• _Assigned task_
The records that follow are to be repeated without alteration.
Dataset excerpts START
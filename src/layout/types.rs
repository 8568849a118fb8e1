use crate::error::{Error, Result};

/// Drawable area after margins, in chart-local units.
#[derive(Debug, Clone, Copy, PartialEq)]
pub struct Dimensions {
    pub width: f64,
    pub height: f64,
}

impl Dimensions {
    pub fn new(width: f64, height: f64) -> Result<Self> {
        let usable = |side: f64| side.is_finite() && side > 0.0;
        if !usable(width) || !usable(height) {
            return Err(Error::InvalidDimensions { width, height });
        }
        Ok(Self { width, height })
    }
}

#[derive(Debug, Clone, PartialEq)]
pub struct ProcessedNode {
    pub id: String,
    pub name: String,
    /// Position in the input node list.
    pub index: usize,
    pub level: usize,
    pub value: f64,
    pub x: f64,
    pub y: f64,
    pub width: f64,
    pub height: f64,
    pub color: String,
    pub category: Option<String>,
    /// Indices into `SankeyLayout::links` where this node is the source.
    pub source_links: Vec<usize>,
    /// Indices into `SankeyLayout::links` where this node is the target.
    pub target_links: Vec<usize>,
}

impl ProcessedNode {
    pub fn center_y(&self) -> f64 {
        self.y + self.height / 2.0
    }

    pub fn bottom(&self) -> f64 {
        self.y + self.height
    }
}

#[derive(Debug, Clone, PartialEq)]
pub struct ProcessedLink {
    /// Position in the ingested link list.
    pub index: usize,
    /// Index into `SankeyLayout::nodes`.
    pub source: usize,
    /// Index into `SankeyLayout::nodes`.
    pub target: usize,
    pub value: f64,
    pub sy0: f64,
    pub sy1: f64,
    pub ty0: f64,
    pub ty1: f64,
    /// Band height at the source node.
    pub width: f64,
    pub path: String,
    pub color: String,
    /// `(start, end)` colors when links are drawn with gradients.
    pub gradient: Option<(String, String)>,
}

#[derive(Debug, Clone, PartialEq)]
pub struct LevelLayout {
    pub level: usize,
    pub x: f64,
    /// Minimum gap enforced between neighbours in this column.
    pub spacing: f64,
    /// Node indices, top to bottom.
    pub nodes: Vec<usize>,
}

#[derive(Debug, Clone, PartialEq)]
pub struct SankeyLayout {
    pub width: f64,
    pub height: f64,
    pub node_width: f64,
    pub max_level: usize,
    pub nodes: Vec<ProcessedNode>,
    pub links: Vec<ProcessedLink>,
    pub levels: Vec<LevelLayout>,
    /// Leveling had to fall back for at least one back edge.
    pub cyclic: bool,
}

impl SankeyLayout {
    pub fn node(&self, id: &str) -> Option<&ProcessedNode> {
        self.nodes.iter().find(|node| node.id == id)
    }

    pub fn link_source(&self, link: &ProcessedLink) -> &ProcessedNode {
        &self.nodes[link.source]
    }

    pub fn link_target(&self, link: &ProcessedLink) -> &ProcessedNode {
        &self.nodes[link.target]
    }
}
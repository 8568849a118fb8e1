fn main() {
    if let Err(err) = sankey_layout::run() {
        eprintln!("error: {err}");
        std::process::exit(1);
    }
}
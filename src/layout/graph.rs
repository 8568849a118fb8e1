use std::collections::HashMap;

use crate::ir::Graph;

#[derive(Debug, Clone)]
pub(crate) struct EdgeData {
    /// Position in the input link list.
    pub index: usize,
    pub from_idx: usize,
    pub to_idx: usize,
    pub value: f64,
}

/// Index-based arena over the input graph. Nodes and edges refer to each
/// other by position only.
#[derive(Debug, Clone)]
pub(crate) struct GraphIndex {
    pub node_count: usize,
    pub edges: Vec<EdgeData>,
    pub incoming: Vec<Vec<usize>>,
    pub outgoing: Vec<Vec<usize>>,
    pub values: Vec<f64>,
}

impl GraphIndex {
    /// Resolves link endpoints against node ids. Links that do not resolve or
    /// that carry no positive flow are dropped here so later stages can index
    /// without checks.
    pub fn build(graph: &Graph) -> Self {
        let node_count = graph.nodes.len();
        let mut id_to_idx: HashMap<&str, usize> = HashMap::with_capacity(node_count);
        for (idx, node) in graph.nodes.iter().enumerate() {
            id_to_idx.entry(node.id.as_str()).or_insert(idx);
        }

        let mut edges = Vec::with_capacity(graph.links.len());
        let mut incoming: Vec<Vec<usize>> = vec![Vec::new(); node_count];
        let mut outgoing: Vec<Vec<usize>> = vec![Vec::new(); node_count];
        let mut in_total = vec![0.0f64; node_count];
        let mut out_total = vec![0.0f64; node_count];

        for (index, link) in graph.links.iter().enumerate() {
            let (Some(&from_idx), Some(&to_idx)) = (
                id_to_idx.get(link.source.as_str()),
                id_to_idx.get(link.target.as_str()),
            ) else {
                tracing::warn!(
                    link = index,
                    source = %link.source,
                    target = %link.target,
                    "dropping link with unknown endpoint"
                );
                continue;
            };
            if !(link.value.is_finite() && link.value > 0.0) {
                tracing::warn!(link = index, value = link.value, "dropping link without positive flow");
                continue;
            }
            let edge_idx = edges.len();
            edges.push(EdgeData {
                index,
                from_idx,
                to_idx,
                value: link.value,
            });
            outgoing[from_idx].push(edge_idx);
            incoming[to_idx].push(edge_idx);
            out_total[from_idx] += link.value;
            in_total[to_idx] += link.value;
        }

        let values = graph
            .nodes
            .iter()
            .enumerate()
            .map(|(idx, node)| {
                let derived = in_total[idx].max(out_total[idx]);
                match node.value {
                    Some(explicit) if explicit.is_finite() && explicit > 0.0 => explicit,
                    _ if derived > 0.0 => derived,
                    _ => 1.0,
                }
            })
            .collect();

        Self {
            node_count,
            edges,
            incoming,
            outgoing,
            values,
        }
    }

    pub fn max_value(&self) -> f64 {
        self.values.iter().copied().fold(1.0, f64::max)
    }
}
Dataset excerpts END
• _Exercise output_
filename src/layout/types.rs
repository 8568849a118fb8e1
use crate::error::{Error, Result};

/// Drawable area after margins, in chart-local units.
#[derive(Debug, Clone, Copy, PartialEq)]
pub struct Dimensions {
    pub width: f64,
    pub height: f64,
}

impl Dimensions {
    pub fn new(width: f64, height: f64) -> Result<Self> {
        let usable = |side: f64| side.is_finite() && side > 0.0;
        if !usable(width) || !usable(height) {
            return Err(Error::InvalidDimensions { width, height });
        }
        Ok(Self { width, height })
    }
}

#[derive(Debug, Clone, PartialEq)]
pub struct ProcessedNode {
    pub id: String,
    pub name: String,
    /// Position in the input node list.
    pub index: usize,
    pub level: usize,
    pub value: f64,
    pub x: f64,
    pub y: f64,
    pub width: f64,
    pub height: f64,
    pub color: String,
    pub category: Option<String>,
    /// Indices into `SankeyLayout::links` where this node is the source.
    pub source_links: Vec<usize>,
    /// Indices into `SankeyLayout::links` where this node is the target.
    pub target_links: Vec<usize>,
}

impl ProcessedNode {
    pub fn center_y(&self) -> f64 {
        self.y + self.height / 2.0
    }

    pub fn bottom(&self) -> f64 {
        self.y + self.height
    }
}

#[derive(Debug, Clone, PartialEq)]
pub struct ProcessedLink {
    /// Position in the ingested link list.
    pub index: usize,
    /// Index into `SankeyLayout::nodes`.
    pub source: usize,
    /// Index into `SankeyLayout::nodes`.
    pub target: usize,
    pub value: f64,
    pub sy0: f64,
    pub sy1: f64,
    pub ty0: f64,
    pub ty1: f64,
    /// Band height at the source node.
    pub width: f64,
    pub path: String,
    pub color: String,
    /// `(start, end)` colors when links are drawn with gradients.
    pub gradient: Option<(String, String)>,
}

#[derive(Debug, Clone, PartialEq)]
pub struct LevelLayout {
    pub level: usize,
    pub x: f64,
    /// Minimum gap enforced between neighbours in this column.
    pub spacing: f64,
    /// Node indices, top to bottom.
    pub nodes: Vec<usize>,
}

#[derive(Debug, Clone, PartialEq)]
pub struct SankeyLayout {
    pub width: f64,
    pub height: f64,
    pub node_width: f64,
    pub max_level: usize,
    pub nodes: Vec<ProcessedNode>,
    pub links: Vec<ProcessedLink>,
    pub levels: Vec<LevelLayout>,
    /// Leveling had to fall back for at least one back edge.
    pub cyclic: bool,
}

impl SankeyLayout {
    pub fn node(&self, id: &str) -> Option<&ProcessedNode> {
        self.nodes.iter().find(|node| node.id == id)
    }

    pub fn link_source(&self, link: &ProcessedLink) -> &ProcessedNode {
        &self.nodes[link.source]
    }

    pub fn link_target(&self, link: &ProcessedLink) -> &ProcessedNode {
        &self.nodes[link.target]
    }
}
repository 8568849a118fb8e1
fn main() {
    if let Err(err) = sankey_layout::run() {
        eprintln!("error: {err}");
        std::process::exit(1);
    }
}
filename src/layout/graph.rs
repository 8568849a118fb8e1
use std::collections::HashMap;

use crate::ir::Graph;

#[derive(Debug, Clone)]
pub(crate) struct EdgeData {
    /// Position in the input link list.
    pub index: usize,
    pub from_idx: usize,
    pub to_idx: usize,
    pub value: f64,
}

/// Index-based arena over the input graph. Nodes and edges refer to each
/// other by position only.
#[derive(Debug, Clone)]
pub(crate) struct GraphIndex {
    pub node_count: usize,
    pub edges: Vec<EdgeData>,
    pub incoming: Vec<Vec<usize>>,
    pub outgoing: Vec<Vec<usize>>,
    pub values: Vec<f64>,
}

impl GraphIndex {
    /// Resolves link endpoints against node ids. Links that do not resolve or
    /// that carry no positive flow are dropped here so later stages can index
    /// without checks.
    pub fn build(graph: &Graph) -> Self {
        let node_count = graph.nodes.len();
        let mut id_to_idx: HashMap<&str, usize> = HashMap::with_capacity(node_count);
        for (idx, node) in graph.nodes.iter().enumerate() {
            id_to_idx.entry(node.id.as_str()).or_insert(idx);
        }

        let mut edges = Vec::with_capacity(graph.links.len());
        let mut incoming: Vec<Vec<usize>> = vec![Vec::new(); node_count];
        let mut outgoing: Vec<Vec<usize>> = vec![Vec::new(); node_count];
        let mut in_total = vec![0.0f64; node_count];
        let mut out_total = vec![0.0f64; node_count];

        for (index, link) in graph.links.iter().enumerate() {
            let (Some(&from_idx), Some(&to_idx)) = (
                id_to_idx.get(link.source.as_str()),
                id_to_idx.get(link.target.as_str()),
            ) else {
                tracing::warn!(
                    link = index,
                    source = %link.source,
                    target = %link.target,
                    "dropping link with unknown endpoint"
                );
                continue;
            };
            if !(link.value.is_finite() && link.value > 0.0) {
                tracing::warn!(link = index, value = link.value, "dropping link without positive flow");
                continue;
            }
            let edge_idx = edges.len();
            edges.push(EdgeData {
                index,
                from_idx,
                to_idx,
                value: link.value,
            });
            outgoing[from_idx].push(edge_idx);
            incoming[to_idx].push(edge_idx);
            out_total[from_idx] += link.value;
            in_total[to_idx] += link.value;
        }

        let values = graph
            .nodes
            .iter()
            .enumerate()
            .map(|(idx, node)| {
                let derived = in_total[idx].max(out_total[idx]);
                match node.value {
                    Some(explicit) if explicit.is_finite() && explicit > 0.0 => explicit,
                    _ if derived > 0.0 => derived,
                    _ => 1.0,
                }
            })
            .collect();

        Self {
            node_count,
            edges,
            incoming,
            outgoing,
            values,
        }
    }

    pub fn max_value(&self) -> f64 {
        self.values.iter().copied().fold(1.0, f64::max)
    }
}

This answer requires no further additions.